Task instructions: So that nothing is lost, transcribe each line of the records exactly.

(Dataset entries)

//! `MediaWiki` client for the Attu year keeper.
//!
//! Implements [`attu_core::platform::WikiClient`] against the `MediaWiki`
//! Action API (`api.php`). The session lives in the HTTP client's cookie
//! jar, so a single [`MediaWikiClient`] stays logged in across calls.
//!
//! # Modules
//!
//! - [`client`] -- [`MediaWikiClient`] and response decoding.
//!
//! [`MediaWikiClient`]: client::MediaWikiClient

pub mod client;

pub use client::{DEFAULT_API_ENDPOINT, MediaWikiClient};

Reply to the task:
//! `MediaWiki` client for the Attu year keeper.
//!
//! Implements [`attu_core::platform::WikiClient`] against the `MediaWiki`
//! Action API (`api.php`). The session lives in the HTTP client's cookie
//! jar, so a single [`MediaWikiClient`] stays logged in across calls.
//!
//! # Modules
//!
//! - [`client`] -- [`MediaWikiClient`] and response decoding.
//!
//! [`MediaWikiClient`]: client::MediaWikiClient

pub mod client;

pub use client::{DEFAULT_API_ENDPOINT, MediaWikiClient};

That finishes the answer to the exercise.